Meat nor drink nor money have I none

"Barrett Brown has been released from prison; WikiLeaks publishes to celebrate: Today, investigative journalist Barrett Brown has been released from FCI Three Rivers to a halfway house outside Dallas, earlier than initially scheduled. His parents picked him up from the federal prison to drive him six hours to his new residence. Brown's release comes with several post-imprisonment restrictions, including a 'computer and internet monitoring program', a ban on firearms, and forced drug tests and participation in a drug treatment programme. It is as yet unknown how long Barrett will spend at the halfway house."

"Top Trump campaign aide in Michigan guilty on 10 felony counts: Brandon Hall, the controversial west Michigan blogger who served as a key figure in the Donald Trump campaign's organizing efforts across the state, was found guilty today on 10 felony counts of election fraud."

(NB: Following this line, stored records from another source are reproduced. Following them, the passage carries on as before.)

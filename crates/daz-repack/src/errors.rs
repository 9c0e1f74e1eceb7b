use camino::Utf8PathBuf;
use miette::Diagnostic;
use thiserror::Error;

#[derive(Error, Debug, Diagnostic)]
pub enum CliError {
    #[error("Inputs directory not found: {path}")]
    #[diagnostic(
        code(inputs::not_found),
        help("Create the inputs directory and place product directories or zip archives inside it")
    )]
    InputsDirMissing { path: Utf8PathBuf },

    #[error("Failed to read inputs directory: {path}")]
    #[diagnostic(
        code(inputs::unreadable),
        help("Check file permissions on the inputs directory")
    )]
    InputsDirUnreadable {
        path: Utf8PathBuf,
        #[source]
        source: std::io::Error,
    },

    #[error("Product registry store is unusable: {path}")]
    #[diagnostic(
        code(registry::unusable),
        help("Fix or remove the registry store; packaging halts when product numbering cannot be trusted")
    )]
    RegistryUnusable {
        path: Utf8PathBuf,
        #[source]
        source: drp_registry::RegistryError,
    },

    #[error("Packaging aborted at input: {path}")]
    #[diagnostic(
        code(pack::aborted),
        help("The failure affects product numbering or output storage, so the batch cannot safely continue")
    )]
    PackagingAborted {
        path: Utf8PathBuf,
        #[source]
        source: drp_package::PackageError,
    },
}

impl CliError {
    pub fn inputs_dir_missing(path: Utf8PathBuf) -> Self {
        Self::InputsDirMissing { path }
    }

    pub fn inputs_dir_unreadable(path: Utf8PathBuf, source: std::io::Error) -> Self {
        Self::InputsDirUnreadable { path, source }
    }

    pub fn registry_unusable(path: Utf8PathBuf, source: drp_registry::RegistryError) -> Self {
        Self::RegistryUnusable { path, source }
    }

    pub fn packaging_aborted(path: Utf8PathBuf, source: drp_package::PackageError) -> Self {
        Self::PackagingAborted { path, source }
    }
}
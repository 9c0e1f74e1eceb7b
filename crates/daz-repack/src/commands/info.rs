use camino::Utf8PathBuf;
use colored::Colorize;
use drp_registry::ProductRegistry;
use miette::Result;

use crate::errors::CliError;
use crate::println_pad;

pub struct RegistryInfoArgs {
    pub registry_path: String,
}

pub fn registry_info(args: RegistryInfoArgs) -> Result<()> {
    let registry_path = Utf8PathBuf::from(&args.registry_path);
    let registry = ProductRegistry::load(&registry_path)
        .map_err(|source| CliError::registry_unusable(registry_path.clone(), source))?;

    println!(
        "{} {}",
        "🗃️  Registry:".bright_blue().bold(),
        registry_path.as_str().bright_cyan().bold()
    );
    println_pad!(
        "{} {}",
        "🔢 Products minted:".bright_green(),
        registry.count().to_string().bright_white().bold()
    );

    if registry.entries().count() == 0 {
        println_pad!("{}", "No products registered yet.".dimmed());
        return Ok(());
    }

    println_pad!("\n{}", "📦 Registered products:".bright_magenta().bold());
    for (fingerprint, identity) in registry.entries() {
        println_pad!(
            "   {} {} {} {}",
            "•".bright_cyan(),
            format!("#{:07}", identity.sequence).bright_cyan().bold(),
            identity.product_name.bright_white().bold(),
            format!("({}.zip, {})", identity.archive_name, fingerprint).dimmed()
        );
    }

    Ok(())
}
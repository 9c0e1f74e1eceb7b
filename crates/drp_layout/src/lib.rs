//! Canonical DAZ content layout rules shared by the packager and the CLI.
//!
//! This crate owns the pure domain logic: locating the `Content` root inside
//! an arbitrarily nested input tree, rewriting file paths onto the installer
//! layout, and deriving output archive names from product display names.

mod naming;
mod resolve;

pub use naming::{archive_file_name, sanitize_display_name, ARCHIVE_PREFIX};
pub use resolve::{
    resolve_by_first_entry, ResolveError, CANONICAL_ROOT, CATEGORY_DIRS, MIN_CANONICAL_SEGMENTS,
    TOP_LEVEL_ROOTS,
};
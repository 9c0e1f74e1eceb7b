//! Content fingerprinting for packaged inputs.

use std::fmt;
use std::io::{self, Read};

use xxhash_rust::xxh3::Xxh3;

/// 128-bit content digest over an input's file bytes, folded in enumeration
/// order. Used purely as a cache key, so order dependence is acceptable.
#[derive(Debug, Clone, Copy, PartialEq, Eq, Hash)]
pub struct Fingerprint(u128);

impl Fingerprint {
    pub fn as_u128(&self) -> u128 {
        self.0
    }

    /// Render the digest as 32 lowercase hex characters, the form used as a
    /// registry key.
    pub fn to_hex(&self) -> String {
        format!("{:032x}", self.0)
    }
}

impl fmt::Display for Fingerprint {
    fn fmt(&self, f: &mut fmt::Formatter<'_>) -> fmt::Result {
        write!(f, "{:032x}", self.0)
    }
}

/// Streaming fingerprint builder.
///
/// Bytes are folded through a fixed-size buffer so large inputs are never
/// held in memory whole. Folding only reads; inputs are never mutated.
pub struct Fingerprinter {
    hasher: Xxh3,
}

impl Fingerprinter {
    pub fn new() -> Self {
        Self { hasher: Xxh3::new() }
    }

    /// Fold a reader's bytes into the digest. Returns the number of bytes
    /// consumed.
    pub fn fold<R: Read>(&mut self, mut reader: R) -> io::Result<u64> {
        let mut buffer = [0u8; 8192];
        let mut consumed = 0u64;
        loop {
            let read = reader.read(&mut buffer)?;
            if read == 0 {
                break;
            }
            self.hasher.update(&buffer[..read]);
            consumed += read as u64;
        }
        Ok(consumed)
    }

    pub fn finish(self) -> Fingerprint {
        Fingerprint(self.hasher.digest128())
    }
}

impl Default for Fingerprinter {
    fn default() -> Self {
        Self::new()
    }
}

#[cfg(test)]
mod tests {
    use super::*;
    use std::io::Cursor;

    fn fingerprint_of(chunks: &[&[u8]]) -> Fingerprint {
        let mut fingerprinter = Fingerprinter::new();
        for chunk in chunks {
            fingerprinter.fold(Cursor::new(chunk)).unwrap();
        }
        fingerprinter.finish()
    }

    #[test]
    fn identical_bytes_produce_identical_digests() {
        assert_eq!(
            fingerprint_of(&[b"hero.duf", b"texture bytes"]),
            fingerprint_of(&[b"hero.duf", b"texture bytes"])
        );
    }

    #[test]
    fn digest_depends_on_fold_order() {
        assert_ne!(
            fingerprint_of(&[b"first", b"second"]),
            fingerprint_of(&[b"second", b"first"])
        );
    }

    #[test]
    fn chunking_does_not_affect_the_digest() {
        assert_eq!(
            fingerprint_of(&[b"first", b"second"]),
            fingerprint_of(&[b"firstsecond"])
        );
    }

    #[test]
    fn fold_reports_consumed_bytes() {
        let mut fingerprinter = Fingerprinter::new();
        let consumed = fingerprinter.fold(Cursor::new(b"12345")).unwrap();
        assert_eq!(consumed, 5);
    }

    #[test]
    fn hex_rendering_is_32_lowercase_chars() {
        let hex = fingerprint_of(&[b"anything"]).to_hex();
        assert_eq!(hex.len(), 32);
        assert!(hex.chars().all(|c| c.is_ascii_hexdigit() && !c.is_ascii_uppercase()));
    }
}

Bernie Sanders says Trump got rolled by Carrier: "In exchange for allowing United Technologies to continue to offshore more than 1,000 jobs, Trump will reportedly give the company tax and regulatory favors that the corporation has sought. Just a short few months ago, Trump was pledging to force United Technologies to 'pay a damn tax.' He was insisting on very steep tariffs for companies like Carrier that left the United States and wanted to sell their foreign-made products back in the United States. Instead of a damn tax, the company will be rewarded with a damn tax cut. Wow! How's that for standing up to corporate greed? How's that for punishing corporations that shut down in the United States and move abroad? [...] Trump has endangered the jobs of workers who were previously safe in the United States. Why? Because he has signaled to every corporation in America that they can threaten to offshore jobs in exchange for business-friendly tax benefits and incentives. Even corporations that weren't thinking of offshoring jobs will most probably be reevaluating their stance this morning. And who would pay for the high cost for tax cuts that go to the richest businessmen in America? The working class of America."

"There have been just 4 documented cases of voter fraud in the 2016 election" - Republicans, of course.

"Senate Democrats Have One Shot At Saving SCOTUS - Will They? It is now time for Senate Democrats to take their shot at saving this country from fascists assuming the reins of power in January. It can be done, but it will require them to be courageous and aggressive."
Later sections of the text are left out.